Lemma 10.119.8 in this page on Stacks project states that a polynomial ring over a UFD is a UFD.
It uses Nagata's criterion for factoriality (10.119.7): If $A$ is a domain and $S\subset A$ a multiplicative subset generated by prime elements, and $x\in A$ is irreducible, then it's image in $S^{-1}A$ is irreducible or a unit, and $x$ is prime if and only if it's image in $S^{-1}A$ is prime or a unit.
From this, it follows that $A$ is a UFD if and only if every element of $A$ factors into irreducibles and $S^{-1}A$ is a UFD.

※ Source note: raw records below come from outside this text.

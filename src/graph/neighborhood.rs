//! Local neighborhood of a single node.

use serde::{Deserialize, Serialize};

use crate::error::GraphError;

use super::dataset::Dataset;
use super::label::{LabelLookup, resolve_label_with};

/// One connection of the inspected node.
#[derive(Debug, Clone, PartialEq, Eq, Serialize, Deserialize)]
#[serde(rename_all = "camelCase")]
pub struct NeighborRecord {
    pub node_id: String,
    pub node_label: String,
    pub relationship_type: String,
}

/// A node with its incoming and outgoing connections.
#[derive(Debug, Clone, PartialEq, Eq, Serialize, Deserialize)]
pub struct NodeDetails {
    pub id: String,
    pub label: String,
    pub incoming: Vec<NeighborRecord>,
    pub outgoing: Vec<NeighborRecord>,
}

impl NodeDetails {
    pub fn degree(&self) -> usize {
        self.incoming.len() + self.outgoing.len()
    }
}

/// Neighborhood of `node_id`, labelling through the dataset's own label property.
pub fn get_neighborhood(dataset: &Dataset, node_id: &str) -> Result<NodeDetails, GraphError> {
    get_neighborhood_with(dataset, node_id, Some(dataset))
}

/// Neighborhood of `node_id`, labelling through `lookup` when given.
///
/// An identifier absent from the dataset yields empty connection lists.
pub fn get_neighborhood_with(
    dataset: &Dataset,
    node_id: &str,
    lookup: Option<&dyn LabelLookup>,
) -> Result<NodeDetails, GraphError> {
    if node_id.trim().is_empty() {
        return Err(GraphError::EmptyIdentifier);
    }
    if dataset.is_empty() {
        return Err(GraphError::EmptyDataset);
    }

    let outgoing = dataset
        .outgoing(node_id)
        .map(|t| {
            let node_label = if t.has_literal_object() {
                t.object.clone()
            } else {
                resolve_label_with(lookup, &t.object)
            };
            NeighborRecord {
                node_id: t.object.clone(),
                node_label,
                relationship_type: resolve_label_with(lookup, &t.predicate),
            }
        })
        .collect();

    let incoming = dataset
        .incoming(node_id)
        .map(|t| NeighborRecord {
            node_id: t.subject.clone(),
            node_label: resolve_label_with(lookup, &t.subject),
            relationship_type: resolve_label_with(lookup, &t.predicate),
        })
        .collect();

    Ok(NodeDetails {
        id: node_id.to_string(),
        label: resolve_label_with(lookup, node_id),
        incoming,
        outgoing,
    })
}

Now, to prove Lemma 10.119.8, $S$ is taken to be generated by all prime elements of $A$ and so $S^{-1}A$ is the field of fractions of $A$, and therefore $S^{-1}(A[X])=(S^{-1}A)[X]$ is a UFD. From this and Nagata's criterion it follows that every irreducible element of $A[X]$ is prime.

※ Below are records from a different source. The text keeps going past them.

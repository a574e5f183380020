//! Top-K degree sampling.
//!
//! Keeps the K highest-degree nodes and exactly those edges whose endpoints
//! both survive, i.e. the induced subgraph on the selection.

use std::cmp::Reverse;
use std::collections::HashSet;

use super::Graph;

/// Reduce `graph` to the induced subgraph on its `capacity` highest-degree nodes.
///
/// Degrees are recomputed from the edges present. Ties are broken by
/// identifier, ascending. With no capacity, or when the graph already fits,
/// the input is returned unchanged.
pub fn sample_top_k(graph: Graph, capacity: Option<usize>) -> Graph {
    let Some(k) = capacity else {
        return graph;
    };
    if graph.node_count() <= k {
        return graph;
    }

    let selected: HashSet<String> = select_top_k(&graph, k)
        .into_iter()
        .map(str::to_owned)
        .collect();

    let Graph { nodes, edges } = graph;
    let nodes: Vec<_> = nodes
        .into_iter()
        .filter(|n| selected.contains(n.id.as_str()))
        .collect();
    let edges: Vec<_> = edges
        .into_iter()
        .filter(|e| selected.contains(e.subject.as_str()) && selected.contains(e.object.as_str()))
        .collect();

    tracing::debug!(
        capacity = k,
        nodes = nodes.len(),
        edges = edges.len(),
        "sampled top-k subgraph"
    );

    Graph { nodes, edges }
}

/// Identifiers of the `k` highest-degree nodes, ties broken by identifier.
pub fn select_top_k(graph: &Graph, k: usize) -> HashSet<&str> {
    let degrees = graph.degree_map();
    let mut ranked: Vec<(usize, &str)> = graph
        .nodes
        .iter()
        .map(|n| (degrees.get(&n.id).copied().unwrap_or(0), n.id.as_str()))
        .collect();
    ranked.sort_unstable_by_key(|&(degree, id)| (Reverse(degree), id));
    ranked.into_iter().take(k).map(|(_, id)| id).collect()
}

#[cfg(test)]
mod tests {
    use super::*;
    use crate::graph::builder::build_graph;
    use crate::graph::{Edge, Node, Triple};

    fn graph_of(triples: &[(&str, &str, &str)]) -> Graph {
        let stream = triples
            .iter()
            .map(|&(s, p, o)| Ok::<_, std::convert::Infallible>(Triple::new(s, p, o)));
        build_graph(stream, 500).unwrap()
    }

    #[test]
    fn absent_capacity_is_identity() {
        let graph = graph_of(&[("A", "p", "B"), ("B", "q", "C")]);
        assert_eq!(sample_top_k(graph.clone(), None), graph);
    }

    #[test]
    fn capacity_at_or_above_size_is_identity() {
        let graph = graph_of(&[("A", "p", "B"), ("B", "q", "C")]);
        assert_eq!(sample_top_k(graph.clone(), Some(3)), graph);
        assert_eq!(sample_top_k(graph.clone(), Some(10)), graph);
    }

    #[test]
    fn tie_break_is_lexicographic_and_edges_are_induced() {
        let graph = graph_of(&[("A", "p", "B"), ("B", "q", "C"), ("A", "r", "C")]);
        let sampled = sample_top_k(graph, Some(2));

        let ids: Vec<&str> = sampled.nodes.iter().map(|n| n.id.as_str()).collect();
        assert_eq!(ids, ["A", "B"]);
        assert_eq!(sampled.edges, vec![Edge::new("A", "B", "p")]);
    }

    #[test]
    fn highest_degree_wins_over_identifier() {
        // Z is a hub; A and B are leaves.
        let graph = graph_of(&[("Z", "p", "A"), ("Z", "p", "B"), ("Z", "p", "C")]);
        let sampled = sample_top_k(graph, Some(1));
        assert_eq!(sampled.nodes, vec![Node::new("Z")]);
        assert!(sampled.edges.is_empty());
    }

    #[test]
    fn zero_capacity_yields_empty_graph() {
        let graph = graph_of(&[("A", "p", "B")]);
        let sampled = sample_top_k(graph, Some(0));
        assert!(sampled.is_empty());
    }

    #[test]
    fn self_loops_count_twice_for_ranking() {
        // L has a self-loop (degree 2); M and N have degree 1 each.
        let graph = graph_of(&[("L", "p", "L"), ("M", "p", "N")]);
        let sampled = sample_top_k(graph, Some(1));
        assert_eq!(sampled.nodes, vec![Node::new("L")]);
        assert_eq!(sampled.edges.len(), 1);
    }

    #[test]
    fn isolated_nodes_rank_last() {
        let graph = Graph {
            nodes: vec![Node::new("A"), Node::new("B"), Node::new("C")],
            edges: vec![Edge::new("B", "C", "p")],
        };
        let sampled = sample_top_k(graph, Some(2));
        let ids: Vec<&str> = sampled.nodes.iter().map(|n| n.id.as_str()).collect();
        assert_eq!(ids, ["B", "C"]);
    }

    #[test]
    fn repeated_sampling_is_idempotent() {
        let graph = graph_of(&[
            ("A", "p", "B"),
            ("B", "q", "C"),
            ("C", "r", "D"),
            ("D", "s", "A"),
            ("A", "t", "C"),
        ]);
        let once = sample_top_k(graph, Some(3));
        let twice = sample_top_k(once.clone(), Some(3));
        assert_eq!(once, twice);
        assert!(once.is_closed());
    }
}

However, it still remains to show that every element of $A[X]$ factors into irreducibles, and I don't see how the proof in the link I gave addresses this point.
One approach would be to take $p(X)\in A[X]$, factor it in $(S^{-1}A)[X]$, and lift the factorization to $s\cdot p(X)=f_1(X)\cdots f_r(X)$ where $s\in S$ and the $f_i(X)$ are polynomials in $A[X]$ which are irreducible in $(S^{-1}A)[X]$. However, I don't know how to continue without getting my hands dirty with coefficients (I think that one of the points of this proof is to avoid using results like Gauss lemma, etc.).